### About this task
Return the lines below that contain "file".

───── Records for this task ─────

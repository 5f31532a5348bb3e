#![cfg_attr(feature = "fail-on-warnings", deny(warnings))]
#![warn(clippy::all, clippy::pedantic, clippy::nursery, clippy::cargo)]
#![allow(clippy::multiple_crate_versions, clippy::cargo_common_metadata)]

//! Query engine over location records.
//!
//! Every function here is pure and total: it takes records in some order
//! and returns the matching records in that same order. There is nothing to
//! cache or invalidate, so callers simply recompute on every change.

pub mod filter;
pub mod search;
pub mod stats;

use diaspora_map_demographics_models::LocationRecord;
use diaspora_map_query_models::FilterCriteria;

pub use filter::{filter, matches, unique_states};
pub use search::{matches_search, search};
pub use stats::summarize;

/// Records passing both the structural filter and the text search.
///
/// The structural filter runs first, then the search narrows its output.
/// An empty `query` applies no text restriction.
#[must_use]
pub fn visible<'a, I>(records: I, criteria: &FilterCriteria, query: &str) -> Vec<&'a LocationRecord>
where
    I: IntoIterator<Item = &'a LocationRecord>,
{
    let filtered = filter(records, criteria);
    let visible = search(filtered, query);
    log::debug!("visible: {} records (query={query:?})", visible.len());
    visible
}

#[cfg(test)]
mod tests {
    use std::collections::BTreeSet;

    use diaspora_map_demographics_models::Country;

    use super::*;
    use crate::filter::tests::springfield_pair;

    #[test]
    fn search_then_filter_scenario() {
        let records = springfield_pair();

        let found = visible(&records, &FilterCriteria::default(), "springfield");
        let ids: Vec<&str> = found.iter().map(|r| r.id.as_str()).collect();
        assert_eq!(ids, ["a", "b"]);

        let criteria = FilterCriteria {
            states: BTreeSet::from(["Missouri".to_string()]),
            ..FilterCriteria::default()
        };
        let found = visible(&records, &criteria, "springfield");
        let ids: Vec<&str> = found.iter().map(|r| r.id.as_str()).collect();
        assert_eq!(ids, ["b"]);
    }

    #[test]
    fn empty_query_and_no_criteria_is_everything() {
        let dataset = diaspora_map_demographics::embedded();
        let found = visible(dataset, &FilterCriteria::default(), "");
        assert_eq!(found.len(), dataset.len());
    }

    #[test]
    fn composition_equals_intersection() {
        let dataset = diaspora_map_demographics::embedded();
        let criteria = FilterCriteria {
            countries: BTreeSet::from([Country::Us]),
            ..FilterCriteria::default()
        };

        let composed = visible(dataset, &criteria, "an");
        let filtered = filter(dataset, &criteria);
        let searched = search(dataset, "an");

        let expected: Vec<&str> = dataset
            .records()
            .iter()
            .filter(|r| filtered.iter().any(|f| f.id == r.id))
            .filter(|r| searched.iter().any(|s| s.id == r.id))
            .map(|r| r.id.as_str())
            .collect();
        let actual: Vec<&str> = composed.iter().map(|r| r.id.as_str()).collect();

        assert!(!actual.is_empty());
        assert_eq!(actual, expected);
    }
}
#![cfg_attr(feature = "fail-on-warnings", deny(warnings))]
#![warn(clippy::all, clippy::pedantic, clippy::nursery, clippy::cargo)]
#![allow(clippy::multiple_crate_versions, clippy::cargo_common_metadata)]

//! Interactive layer of the diaspora map.
//!
//! * [`state`] holds one session's filters, search term and selection and
//!   derives the visible records from them
//! * [`surface`] forwards the derived data to a map once it has loaded
//! * [`style`] describes how the map draws that data
//! * [`display`] turns records and statistics into display strings

pub mod display;
pub mod state;
pub mod style;
pub mod surface;

pub use state::{ResultStatus, SurfaceEvent, ViewState};
pub use style::MapStyle;
pub use surface::{CameraTarget, RenderSurface, SurfaceGate, SurfaceState};
use thiserror::Error;

/// Errors that can occur while loading a map style.
#[derive(Debug, Error)]
pub enum StyleError {
    /// The style file could not be read.
    #[error("IO error: {0}")]
    Io(#[from] std::io::Error),

    /// The style file is not valid TOML or is missing fields.
    #[error("TOML error: {0}")]
    Toml(#[from] toml::de::Error),

    /// A stop list is empty, non-finite or out of order.
    #[error("Invalid interpolation stops for '{name}'")]
    InvalidStops {
        /// Dotted path of the offending setting.
        name: &'static str,
    },
}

─────

### Answer to the exercise
    /// The style file could not be read.
    /// The style file is not valid TOML or is missing fields.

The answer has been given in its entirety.